- Genre: Science fiction thriller
- Based on: The Stepford Wives by Ira Levin
- Written by: Ken and Jim Wheat
- Directed by: Fred Walton
- Starring: Donna Mills; Michael Ontkean; Cindy Williams; Sarah Douglas; Louise Fletcher;
- Music by: Dana Kaproff
- Country of origin: United States
- Original language: English

Production
- Executive producer: Edgar J. Scherick
- Producer: Mitch Engel
- Cinematography: Don FauntLeRoy
- Editor: David Lloyd
- Running time: 90 minutes
- Production company: Victor Television Productions

Original release
- Network: CBS
- Release: May 14, 1996

Related
- The Stepford Children; The Stepford Wives (remake);

= The Stepford Husbands =

1996 American made-for-television film

The Stepford Husbands is a 1996 American science fiction thriller television film inspired by Ira Levin's 1972 novel The Stepford Wives.
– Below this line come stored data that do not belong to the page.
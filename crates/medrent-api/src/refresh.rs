// SPDX-FileCopyrightText: 2026 Medrent Contributors
// SPDX-License-Identifier: MIT OR Apache-2.0

//! 401 handling: one transparent token renewal and one replay.
//!
//! When an authenticated request comes back 401, the access token it carried
//! is compared against the session under the refresh gate:
//!
//! - the session already holds a different token: another request renewed
//!   it while this one was in flight, so replay with the current token;
//! - the session is gone: a concurrent renewal failed (or the user logged
//!   out), so fail without calling the backend again;
//! - otherwise this request performs the renewal while holding the gate.
//!
//! A replayed request is marked as retried and its response, whatever the
//! status, is final.

use medrent_core::MedrentError;
use medrent_session::ClearReason;
use reqwest::StatusCode;
use secrecy::{ExposeSecret, SecretString};
use tracing::{debug, info, warn};

use crate::client::{ApiClient, ApiRequest, ApiResponse};
use crate::wire::{RefreshRequest, RefreshResponse, TOKEN_REFRESH_PATH, is_token_endpoint};

impl ApiClient {
    pub(crate) async fn execute(&self, request: ApiRequest) -> Result<ApiResponse, MedrentError> {
        let sent_with = if request.authenticated {
            self.inner.session.credentials().map(|t| t.access)
        } else {
            None
        };

        let response = self.attempt(&request, sent_with.as_ref()).await?;
        if response.status() != StatusCode::UNAUTHORIZED || !renewable(&request) {
            return self.finish(&request, response);
        }

        debug!(path = %request.path, "request unauthorized, renewing access token");
        let Some(fresh) = self.renew_after_unauthorized(sent_with.as_ref()).await? else {
            return self.finish(&request, response);
        };

        let mut replay = request;
        replay.retried = true;
        let response = self.attempt(&replay, Some(&fresh)).await?;
        self.finish(&replay, response)
    }

    /// Returns the access token to replay with, renewing it if nobody else
    /// has. Failure clears the session. `None` means there was no refresh
    /// token to renew with; the 401 itself is then the result.
    async fn renew_after_unauthorized(
        &self,
        stale: Option<&SecretString>,
    ) -> Result<Option<SecretString>, MedrentError> {
        let _flight = self.inner.refresh_gate.lock().await;
        let session = &self.inner.session;

        let current = match (session.credentials(), stale) {
            (Some(tokens), Some(stale)) if tokens.access.expose_secret() != stale.expose_secret() => {
                debug!("access token already renewed by a concurrent request");
                return Ok(Some(tokens.access));
            }
            (Some(tokens), None) => {
                // Sent before the session existed; try once with its token.
                return Ok(Some(tokens.access));
            }
            (None, Some(_)) => {
                return Err(MedrentError::AuthExpired(
                    "session ended while the request was in flight".into(),
                ));
            }
            (Some(tokens), Some(_)) => Some(tokens),
            (None, None) => None,
        };

        let Some(refresh) = current.and_then(|t| t.refresh) else {
            warn!("request unauthorized and no refresh token is stored");
            // The broadcast is what matters here; a backend error was logged.
            let _ = session
                .clear(ClearReason::AuthFailure("no refresh token".into()))
                .await;
            return Ok(None);
        };

        match self.request_refresh(&refresh).await {
            Ok(renewed) => {
                let access = SecretString::from(renewed.access.clone());
                session.replace_access(renewed.access, renewed.refresh).await?;
                info!("access token renewed");
                Ok(Some(access))
            }
            Err(e) => {
                warn!(error = %e, "token refresh failed, clearing session");
                let _ = session
                    .clear(ClearReason::AuthFailure(e.to_string()))
                    .await;
                Err(e)
            }
        }
    }

    /// Calls the refresh endpoint directly, outside the 401 handling.
    async fn request_refresh(
        &self,
        refresh: &SecretString,
    ) -> Result<RefreshResponse, MedrentError> {
        let request = ApiRequest::post(TOKEN_REFRESH_PATH)
            .anonymous()
            .json(&RefreshRequest {
                refresh: refresh.expose_secret(),
            })?;
        let response = self.attempt(&request, None).await?;

        match response.status() {
            status if status.is_success() => response.json(),
            StatusCode::BAD_REQUEST | StatusCode::UNAUTHORIZED => {
                let rejected = self
                    .finish(&request, response)
                    .err()
                    .map(|e| e.to_string())
                    .unwrap_or_default();
                Err(MedrentError::AuthExpired(format!(
                    "refresh token rejected ({rejected})"
                )))
            }
            _ => match self.finish(&request, response) {
                Err(e) => Err(e),
                Ok(_) => Err(MedrentError::Internal(
                    "refresh endpoint returned an unexpected status".into(),
                )),
            },
        }
    }
}

fn renewable(request: &ApiRequest) -> bool {
    request.authenticated && !request.retried && !is_token_endpoint(&request.path)
}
It was directed by Fred Walton, written by Ken and Jim Wheat, and stars Donna Mills, Michael Ontkean, Cindy Williams, Sarah Douglas and Louise Fletcher. It is the third in a series of sequels inspired by the novel and the 1975 film The Stepford Wives.

==Plot==
In the prologue, a docile man suddenly kills his wife in a violent method and then commits suicide.

Several months later, graphic artist Jodi and struggling author Mick Davison move to Stepford, Connecticut, in the same house, hoping that life in the seemingly idyllic town will help rejuvenate their troubled marriage. Jodi reunites with old college friend Caroline and meets the brilliant Dr. Borzage as well as the intimidating Miriam Benton, who heads a powerful women's group. Mick notices the docile men in the community, including Caroline's husband (who shows surprising moments of aggression), but befriends sloppy neighbor Gordon; both agree they are unnerved by the community. However, both Jodi and Mick are concerned when Gordon undergoes a radical behavior change after a stay at the Stepford Institute for Human Behavior, afterwards thinking only of his wife Lisa, but ignoring his son and other interests.
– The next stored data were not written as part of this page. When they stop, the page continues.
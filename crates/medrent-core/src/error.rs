// SPDX-FileCopyrightText: 2026 Medrent Contributors
// SPDX-License-Identifier: MIT OR Apache-2.0

//! Error types for the Medrent client.

use std::collections::BTreeMap;

use thiserror::Error;

/// Field-level validation messages keyed by field name, as returned by the
/// backend for rejected forms (`{"email": ["already registered"]}`).
pub type FieldErrors = BTreeMap<String, Vec<String>>;

/// The primary error type used across the Medrent crates.
#[derive(Debug, Error)]
pub enum MedrentError {
    /// Login or registration rejected the supplied credentials (backend 400/401).
    #[error("invalid credentials: {0}")]
    InvalidCredentials(String),

    /// The session could not be renewed; the user must log in again.
    #[error("session expired: {0}")]
    AuthExpired(String),

    /// A request was rejected with 401 and no renewal was attempted.
    #[error("unauthorized: {0}")]
    Unauthorized(String),

    /// Transport failure (connection refused, DNS, TLS, malformed response).
    #[error("network error: {message}")]
    Network {
        message: String,
        source: Option<Box<dyn std::error::Error + Send + Sync>>,
    },

    /// The backend (or local pre-validation) rejected the submitted data.
    #[error("validation error: {message}")]
    Validation { message: String, fields: FieldErrors },

    /// The authenticated user lacks the role required for the operation.
    #[error("permission denied: {0}")]
    PermissionDenied(String),

    /// The requested resource does not exist.
    #[error("not found: {0}")]
    NotFound(String),

    /// The backend failed with a 5xx status.
    #[error("server error ({status}): {message}")]
    Server { status: u16, message: String },

    /// Operation timed out.
    #[error("operation timed out after {duration:?}")]
    Timeout { duration: std::time::Duration },

    /// The caller abandoned the operation before it completed.
    #[error("operation cancelled")]
    Cancelled,

    /// Configuration errors (invalid TOML, bad base URL, type mismatches).
    #[error("configuration error: {0}")]
    Config(String),

    /// Local token persistence failed.
    #[error("storage error: {source}")]
    Storage {
        source: Box<dyn std::error::Error + Send + Sync>,
    },

    /// A batch operation failed for some of its items; the others succeeded.
    #[error("{} item(s) failed ({failed:?}): {source}", failed.len())]
    PartialFailure {
        failed: Vec<u64>,
        source: Box<MedrentError>,
    },

    /// Internal or unexpected errors.
    #[error("internal error: {0}")]
    Internal(String),
}

impl MedrentError {
    /// Builds a [`MedrentError::Validation`] with no per-field detail.
    pub fn validation(message: impl Into<String>) -> Self {
        Self::Validation {
            message: message.into(),
            fields: FieldErrors::new(),
        }
    }

    /// Builds a [`MedrentError::Validation`] for a single field.
    pub fn field(field: &str, message: impl Into<String>) -> Self {
        let message = message.into();
        let mut fields = FieldErrors::new();
        fields.insert(field.to_string(), vec![message.clone()]);
        Self::Validation {
            message: format!("{field}: {message}"),
            fields,
        }
    }

    /// True for the failures that end the local session.
    pub fn is_auth_failure(&self) -> bool {
        matches!(
            self,
            MedrentError::AuthExpired(_) | MedrentError::Unauthorized(_)
        )
    }

    /// True for failures where no server response was obtained.
    pub fn is_transport(&self) -> bool {
        matches!(
            self,
            MedrentError::Network { .. } | MedrentError::Timeout { .. } | MedrentError::Cancelled
        )
    }
}
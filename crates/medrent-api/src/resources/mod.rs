// SPDX-FileCopyrightText: 2026 Medrent Contributors
// SPDX-License-Identifier: MIT OR Apache-2.0

//! REST resource services.
//!
//! Every backend collection is a DRF router endpoint with the same shape:
//! `GET/POST {collection}`, `GET/PUT/PATCH/DELETE {collection}{id}/`, plus
//! named actions under `{collection}{id}/{action}/` or
//! `{collection}{action}/`. [`ResourceClient`] covers that shape once; the
//! per-domain services name their collections and actions.
//!
//! Payloads are passed through as `serde_json::Value` or any caller-chosen
//! `Deserialize` type.

pub mod clients;
pub mod instruments;
pub mod notifications;
pub mod orders;
pub mod reports;
pub mod staff;

use medrent_core::MedrentError;
use serde::de::DeserializeOwned;
use serde::{Deserialize, Serialize};
use serde_json::Value;

use crate::client::{ApiClient, ApiRequest};

pub use clients::ClientService;
pub use instruments::InstrumentService;
pub use notifications::NotificationService;
pub use orders::OrderService;
pub use reports::ReportService;
pub use staff::StaffService;

/// Query parameters for list endpoints (filters, search, ordering, page).
#[derive(Debug, Clone, Default, PartialEq, Eq)]
pub struct ListQuery {
    params: Vec<(String, String)>,
}

impl ListQuery {
    pub fn new() -> Self {
        Self::default()
    }

    /// Adds an arbitrary filter, e.g. `("status", "pending")`.
    pub fn param(mut self, key: impl Into<String>, value: impl ToString) -> Self {
        self.params.push((key.into(), value.to_string()));
        self
    }

    pub fn search(self, term: impl ToString) -> Self {
        self.param("search", term)
    }

    /// DRF ordering, e.g. `-created_at`.
    pub fn ordering(self, field: impl ToString) -> Self {
        self.param("ordering", field)
    }

    pub fn page(self, page: u32) -> Self {
        self.param("page", page)
    }

    pub fn params(&self) -> &[(String, String)] {
        &self.params
    }

    pub fn is_empty(&self) -> bool {
        self.params.is_empty()
    }

    /// Parses `key=value` pairs as given on a command line.
    pub fn from_pairs<'a>(pairs: impl IntoIterator<Item = &'a str>) -> Result<Self, MedrentError> {
        pairs.into_iter().try_fold(Self::new(), |query, pair| {
            match pair.split_once('=') {
                Some((key, value)) if !key.is_empty() => Ok(query.param(key, value)),
                _ => Err(MedrentError::validation(format!(
                    "expected key=value filter, got `{pair}`"
                ))),
            }
        })
    }
}

/// List responses arrive either paginated or as a bare array.
#[derive(Deserialize)]
#[serde(untagged)]
enum ListEnvelope<T> {
    Paged { results: Vec<T> },
    Plain(Vec<T>),
}

impl<T> ListEnvelope<T> {
    fn into_items(self) -> Vec<T> {
        match self {
            ListEnvelope::Paged { results } => results,
            ListEnvelope::Plain(items) => items,
        }
    }
}

/// CRUD and action calls against one backend collection.
#[derive(Debug, Clone)]
pub struct ResourceClient {
    api: ApiClient,
    collection: String,
}

impl ResourceClient {
    /// `collection` is the list path with trailing slash, e.g.
    /// `/instruments/instruments/`.
    pub fn new(api: ApiClient, collection: impl Into<String>) -> Self {
        Self {
            api,
            collection: collection.into(),
        }
    }

    pub fn collection(&self) -> &str {
        &self.collection
    }

    fn item_path(&self, id: u64) -> String {
        format!("{}{id}/", self.collection)
    }

    pub async fn list<T: DeserializeOwned>(&self, query: &ListQuery) -> Result<Vec<T>, MedrentError> {
        let request = ApiRequest::get(&self.collection).queries(query.params.iter().cloned());
        let envelope: ListEnvelope<T> = self.api.send_json(request).await?;
        Ok(envelope.into_items())
    }

    pub async fn retrieve<T: DeserializeOwned>(&self, id: u64) -> Result<T, MedrentError> {
        self.api.send_json(ApiRequest::get(self.item_path(id))).await
    }

    pub async fn create<T, B>(&self, body: &B) -> Result<T, MedrentError>
    where
        T: DeserializeOwned,
        B: Serialize + ?Sized,
    {
        self.api
            .send_json(ApiRequest::post(&self.collection).json(body)?)
            .await
    }

    /// Full replacement (`PUT`).
    pub async fn update<T, B>(&self, id: u64, body: &B) -> Result<T, MedrentError>
    where
        T: DeserializeOwned,
        B: Serialize + ?Sized,
    {
        self.api
            .send_json(ApiRequest::put(self.item_path(id)).json(body)?)
            .await
    }

    /// Partial update (`PATCH`).
    pub async fn partial_update<T, B>(&self, id: u64, body: &B) -> Result<T, MedrentError>
    where
        T: DeserializeOwned,
        B: Serialize + ?Sized,
    {
        self.api
            .send_json(ApiRequest::patch(self.item_path(id)).json(body)?)
            .await
    }

    pub async fn delete(&self, id: u64) -> Result<(), MedrentError> {
        self.api.send_unit(ApiRequest::delete(self.item_path(id))).await
    }

    /// `POST {collection}{id}/{action}/`.
    pub async fn detail_action(
        &self,
        id: u64,
        action: &str,
        body: Option<Value>,
    ) -> Result<Value, MedrentError> {
        let mut request = ApiRequest::post(format!("{}{action}/", self.item_path(id)));
        if let Some(body) = body {
            request = request.body(body);
        }
        self.api.send(request).await?.json_value()
    }

    /// `POST {collection}{action}/`.
    pub async fn collection_action(
        &self,
        action: &str,
        body: Option<Value>,
    ) -> Result<Value, MedrentError> {
        let mut request = ApiRequest::post(format!("{}{action}/", self.collection));
        if let Some(body) = body {
            request = request.body(body);
        }
        self.api.send(request).await?.json_value()
    }

    /// `GET {collection}{id}/{route}/`.
    pub async fn detail_get(
        &self,
        id: u64,
        route: &str,
        query: &ListQuery,
    ) -> Result<Value, MedrentError> {
        let request = ApiRequest::get(format!("{}{route}/", self.item_path(id)))
            .queries(query.params.iter().cloned());
        self.api.send(request).await?.json_value()
    }

    /// `GET {collection}{route}/`.
    pub async fn collection_get(&self, route: &str) -> Result<Value, MedrentError> {
        let request = ApiRequest::get(format!("{}{route}/", self.collection));
        self.api.send(request).await?.json_value()
    }

    /// Raw body of `GET {collection}{id}/{route}/`, for file downloads.
    pub async fn detail_bytes(&self, id: u64, route: &str) -> Result<Vec<u8>, MedrentError> {
        let request = ApiRequest::get(format!("{}{route}/", self.item_path(id)));
        Ok(self.api.send(request).await?.into_bytes())
    }

    /// List filtered by a single foreign key, e.g. `?order=12`.
    pub async fn list_for(&self, key: &str, id: u64) -> Result<Vec<Value>, MedrentError> {
        self.list(&ListQuery::new().param(key, id)).await
    }
}

impl ApiClient {
    pub fn instruments(&self) -> InstrumentService {
        InstrumentService::new(self.clone())
    }

    pub fn clients(&self) -> ClientService {
        ClientService::new(self.clone())
    }

    pub fn staff(&self) -> StaffService {
        StaffService::new(self.clone())
    }

    pub fn orders(&self) -> OrderService {
        OrderService::new(self.clone())
    }

    pub fn reports(&self) -> ReportService {
        ReportService::new(self.clone())
    }

    pub fn notifications(&self) -> NotificationService {
        NotificationService::new(self.clone())
    }
}

#[cfg(test)]
mod tests {
    use super::*;

    #[test]
    fn list_envelope_accepts_both_shapes() {
        let paged: ListEnvelope<u32> =
            serde_json::from_str(r#"{"count": 2, "next": null, "results": [1, 2]}"#).unwrap();
        assert_eq!(paged.into_items(), vec![1, 2]);

        let plain: ListEnvelope<u32> = serde_json::from_str("[3]").unwrap();
        assert_eq!(plain.into_items(), vec![3]);
    }

    #[test]
    fn query_from_pairs() {
        let query = ListQuery::from_pairs(["status=pending", "search=x=y"]).unwrap();
        assert_eq!(
            query.params(),
            &[
                ("status".to_string(), "pending".to_string()),
                ("search".to_string(), "x=y".to_string())
            ]
        );
        assert!(ListQuery::from_pairs(["oops"]).is_err());
        assert!(ListQuery::from_pairs(["=v"]).is_err());
    }

    #[test]
    fn query_builders() {
        let query = ListQuery::new().search("ventilator").ordering("-created_at").page(2);
        assert_eq!(query.params().len(), 3);
        assert_eq!(query.params()[2], ("page".to_string(), "2".to_string()));
    }
}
Caroline subtly manipulates the Davisons and drugs Mick at a party. When Mick reacts to the drug, Jodi is convinced that her husband has serious problems and commits him to the Stepford Institute for a cure. Mick is given mind-altering behavioral therapy and psychotropic drugs, altering him to behave docilely, but passionless. Jodi is concerned about the drugs Mick takes as part of the therapy; when she learns that the previous couple in her house (of the murder-suicide) was linked to heavy drugs, she replaces Mick's drugs with placebos. The serious side effects of the treatment becomes clear, the men can become violent, and Mick crashes and threatens to kill Jodi. They reconcile when he is convinced that she did not know of the Institute's motives or methods (in essence, Caroline had made the decision for Jodi). They plan to leave immediately.
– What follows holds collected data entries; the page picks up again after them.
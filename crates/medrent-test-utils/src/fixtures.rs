// SPDX-FileCopyrightText: 2026 Medrent Contributors
// SPDX-License-Identifier: MIT OR Apache-2.0

//! Canned identities, notifications, and backend payloads.

use chrono::{Duration, TimeZone, Utc};
use medrent_core::{Notification, Role, UserIdentity};
use serde_json::{Value, json};

pub const TEST_PASSWORD: &str = "correct horse battery staple";

pub fn user(id: u64, role: Role) -> UserIdentity {
    let (first, last) = match role {
        Role::Admin => ("Grace", "Hopper"),
        Role::Staff => ("Ada", "Lovelace"),
        Role::Client => ("Florence", "Nightingale"),
    };
    UserIdentity {
        id,
        email: format!("{}@example.org", first.to_lowercase()),
        first_name: first.into(),
        last_name: last.into(),
        role,
        phone_number: None,
        address: None,
    }
}

pub fn admin() -> UserIdentity {
    user(1, Role::Admin)
}

pub fn staff() -> UserIdentity {
    user(2, Role::Staff)
}

/// A notification created `minutes` after a fixed epoch.
pub fn notification(id: u64, is_read: bool, minutes: i64) -> Notification {
    let base = Utc
        .with_ymd_and_hms(2026, 1, 1, 8, 0, 0)
        .single()
        .unwrap_or_default();
    Notification {
        id,
        title: format!("Notification {id}"),
        message: format!("Message body {id}"),
        notification_type: "order".into(),
        priority: "medium".into(),
        is_read,
        read_at: None,
        related_object_type: Some("order".into()),
        related_object_id: Some(id),
        created_at: base + Duration::minutes(minutes),
    }
}

/// JSON body of a successful login or registration.
pub fn token_body(access: &str, refresh: &str, user: &UserIdentity) -> Value {
    json!({
        "access": access,
        "refresh": refresh,
        "user": user,
    })
}

pub fn notifications_body(list: &[Notification]) -> Value {
    serde_json::to_value(list).unwrap_or(Value::Null)
}
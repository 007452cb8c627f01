// SPDX-FileCopyrightText: 2026 Medrent Contributors
// SPDX-License-Identifier: MIT OR Apache-2.0

//! Resource service routes against a mock backend.

use std::sync::Arc;

use medrent_api::{ApiClient, ListQuery};
use medrent_config::model::ApiConfig;
use medrent_core::{MedrentError, Role, TokenPair, UserIdentity};
use medrent_session::{MemoryTokenStore, SessionStore};
use serde_json::{Value, json};
use wiremock::matchers::{body_json, header, method, path, query_param};
use wiremock::{Mock, MockServer, ResponseTemplate};

async fn client(server: &MockServer) -> ApiClient {
    let session = Arc::new(SessionStore::new(Arc::new(MemoryTokenStore::new())));
    session
        .establish(
            TokenPair::new("acc", Some("ref".into())),
            UserIdentity {
                id: 1,
                email: "admin@example.org".into(),
                first_name: "Ada".into(),
                last_name: "Admin".into(),
                role: Role::Admin,
                phone_number: None,
                address: None,
            },
        )
        .await
        .unwrap();
    let config = ApiConfig {
        base_url: server.uri(),
        ..ApiConfig::default()
    };
    ApiClient::new(&config, session).unwrap()
}

#[tokio::test]
async fn instrument_crud_round() {
    let server = MockServer::start().await;
    Mock::given(method("GET"))
        .and(path("/instruments/instruments/"))
        .and(query_param("search", "ventilator"))
        .and(header("authorization", "Bearer acc"))
        .respond_with(ResponseTemplate::new(200).set_body_json(json!({
            "count": 1, "next": null, "previous": null,
            "results": [{"id": 5, "name": "Ventilator"}]
        })))
        .expect(1)
        .mount(&server)
        .await;
    Mock::given(method("PUT"))
        .and(path("/instruments/instruments/5/"))
        .and(body_json(json!({"name": "Ventilator II"})))
        .respond_with(ResponseTemplate::new(200).set_body_json(json!({"id": 5, "name": "Ventilator II"})))
        .expect(1)
        .mount(&server)
        .await;
    Mock::given(method("DELETE"))
        .and(path("/instruments/instruments/5/"))
        .respond_with(ResponseTemplate::new(204))
        .expect(1)
        .mount(&server)
        .await;

    let instruments = client(&server).await.instruments().instruments();
    let listed: Vec<Value> = instruments
        .list(&ListQuery::new().search("ventilator"))
        .await
        .unwrap();
    assert_eq!(listed.len(), 1);

    let updated: Value = instruments
        .update(5, &json!({"name": "Ventilator II"}))
        .await
        .unwrap();
    assert_eq!(updated["name"], "Ventilator II");

    instruments.delete(5).await.unwrap();
}

#[tokio::test]
async fn maintenance_is_filtered_by_instrument() {
    let server = MockServer::start().await;
    Mock::given(method("GET"))
        .and(path("/instruments/maintenance/"))
        .and(query_param("instrument", "9"))
        .respond_with(ResponseTemplate::new(200).set_body_json(json!([{"id": 1}, {"id": 2}])))
        .expect(1)
        .mount(&server)
        .await;

    let records = client(&server)
        .await
        .instruments()
        .maintenance_for(9)
        .await
        .unwrap();
    assert_eq!(records.len(), 2);
}

#[tokio::test]
async fn leave_rejection_sends_reason() {
    let server = MockServer::start().await;
    Mock::given(method("POST"))
        .and(path("/staff/leaves/3/reject/"))
        .and(body_json(json!({"rejection_reason": "understaffed"})))
        .respond_with(ResponseTemplate::new(200).set_body_json(json!({"status": "rejected"})))
        .expect(1)
        .mount(&server)
        .await;
    Mock::given(method("POST"))
        .and(path("/staff/attendance/check_in/"))
        .respond_with(ResponseTemplate::new(201).set_body_json(json!({"id": 11})))
        .expect(1)
        .mount(&server)
        .await;

    let staff = client(&server).await.staff();
    let rejected = staff.reject_leave(3, "understaffed").await.unwrap();
    assert_eq!(rejected["status"], "rejected");
    assert_eq!(staff.check_in().await.unwrap()["id"], 11);
}

#[tokio::test]
async fn order_actions_hit_detail_routes() {
    let server = MockServer::start().await;
    for route in ["/orders/orders/4/cancel/", "/orders/orders/4/generate_invoice/", "/orders/invoices/8/mark_paid/"] {
        Mock::given(method("POST"))
            .and(path(route))
            .respond_with(ResponseTemplate::new(200).set_body_json(json!({"ok": true})))
            .expect(1)
            .mount(&server)
            .await;
    }

    let orders = client(&server).await.orders();
    orders.cancel(4).await.unwrap();
    orders.generate_invoice(4).await.unwrap();
    orders.mark_invoice_paid(8).await.unwrap();
}

#[tokio::test]
async fn report_download_returns_raw_bytes() {
    let server = MockServer::start().await;
    Mock::given(method("GET"))
        .and(path("/reports/reports/2/download/"))
        .respond_with(ResponseTemplate::new(200).set_body_bytes(b"%PDF-1.7 fake".to_vec()))
        .expect(1)
        .mount(&server)
        .await;
    Mock::given(method("GET"))
        .and(path("/reports/dashboards/default/"))
        .respond_with(ResponseTemplate::new(200).set_body_json(json!({"id": 1, "widgets": []})))
        .mount(&server)
        .await;

    let reports = client(&server).await.reports();
    assert_eq!(reports.download(2).await.unwrap(), b"%PDF-1.7 fake");
    assert_eq!(reports.default_dashboard().await.unwrap()["id"], 1);
}

#[tokio::test]
async fn validation_errors_carry_fields() {
    let server = MockServer::start().await;
    Mock::given(method("POST"))
        .and(path("/clients/clients/"))
        .respond_with(ResponseTemplate::new(400).set_body_json(json!({"name": ["This field is required."]})))
        .mount(&server)
        .await;

    let err = client(&server)
        .await
        .clients()
        .clients()
        .create::<Value, _>(&json!({}))
        .await
        .unwrap_err();
    match err {
        MedrentError::Validation { fields, .. } => {
            assert_eq!(fields["name"], vec!["This field is required.".to_string()]);
        }
        other => panic!("expected validation error, got {other:?}"),
    }
}

#[tokio::test]
async fn forbidden_maps_to_permission_denied() {
    let server = MockServer::start().await;
    Mock::given(method("DELETE"))
        .and(path("/staff/members/2/"))
        .respond_with(ResponseTemplate::new(403).set_body_json(json!({
            "detail": "You do not have permission to perform this action."
        })))
        .mount(&server)
        .await;

    let err = client(&server).await.staff().members().delete(2).await.unwrap_err();
    assert!(matches!(err, MedrentError::PermissionDenied(_)));
}

#[tokio::test]
async fn notifications_list_is_typed() {
    let server = MockServer::start().await;
    Mock::given(method("GET"))
        .and(path("/notifications/notifications/"))
        .respond_with(ResponseTemplate::new(200).set_body_json(json!([{
            "id": 1,
            "title": "Order shipped",
            "message": "Order #4 left the warehouse",
            "notification_type": "order",
            "priority": "high",
            "is_read": false,
            "created_at": "2026-01-02T03:04:05Z"
        }])))
        .mount(&server)
        .await;

    let list = client(&server)
        .await
        .notifications()
        .list(&ListQuery::new())
        .await
        .unwrap();
    assert_eq!(list[0].priority, "high");
    assert!(!list[0].is_read);
}
// SPDX-FileCopyrightText: 2026 Medrent Contributors
// SPDX-License-Identifier: MIT OR Apache-2.0

//! Ctrl+C / SIGTERM handling for long-running commands.

use tokio_util::sync::CancellationToken;
use tracing::{debug, info, warn};

/// Returns a [`CancellationToken`] cancelled on SIGINT or SIGTERM.
pub fn install_signal_handler() -> CancellationToken {
    let token = CancellationToken::new();
    let token_clone = token.clone();

    tokio::spawn(async move {
        let ctrl_c = tokio::signal::ctrl_c();

        #[cfg(unix)]
        {
            use tokio::signal::unix::{SignalKind, signal};
            match signal(SignalKind::terminate()) {
                Ok(mut sigterm) => {
                    tokio::select! {
                        _ = ctrl_c => info!("received SIGINT (Ctrl+C), stopping"),
                        _ = sigterm.recv() => info!("received SIGTERM, stopping"),
                    }
                }
                Err(e) => {
                    warn!(error = %e, "failed to install SIGTERM handler, Ctrl+C only");
                    let _ = ctrl_c.await;
                    info!("received SIGINT (Ctrl+C), stopping");
                }
            }
        }

        #[cfg(not(unix))]
        {
            let _ = ctrl_c.await;
            info!("received Ctrl+C, stopping");
        }

        token_clone.cancel();
        debug!("signal handler completed");
    });

    token
}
Caroline has learned of the Davisons' plan to leave town. With the other residents, Caroline captures them in their own house. Mick is returned to the Institute for reconditioning while Jodi is forced to escape to rescue Mick. Benton allows Jodi to find Mick in the Institute but, with Dr. Borzage, plans to kill her. Borzage, however, is alarmed by the out-of-control ethics and kills Benton with a hypodermic needle meant for Jodi. Borzage then allows the Davisons to escape.

In the epilogue, the fate of the town is not revealed, but Jodi and Mick have returned to New York City. Mick has written a book about the experience and a movie will soon be made.

==Production==
The film first aired on CBS on May 14, 1996. It was filmed in Wilmington, North Carolina.

It is the third sequel in a string of stories based on the original concept of the novel. The first sequel, Revenge of the Stepford Wives (1980), starred Don Johnson, Sharon Gless, and Julie Kavner and suggested a similar drug-induced compliance. The second sequel, The Stepford Children, (1987) starred Barbara Eden and hewed closer to the original. The third sequel basically reverses the roles, with the women being the oppressors. Louise Fletcher's role, in particular, recalls the role of Dale "Diz" Coba, the Men's Association president, in the original.

The executive producer for the film is Edgar J. Scherick, who produced the first film.

==Reception==
The Hollywood Reporter said "it's hard to care since this is about as shabbily done as you can get with a good-and-scary, tried-and-true idea. Flat and dull, without passion, a sort of Stepford script."

Variety wrote "Husbands offers a decent diversion, and the familiar faces of Mills and Ontkean are nice to see, but script by Ken and Jim Wheat doesn't deliver thrills — just standard telepic stuff — not all that interesting or compelling."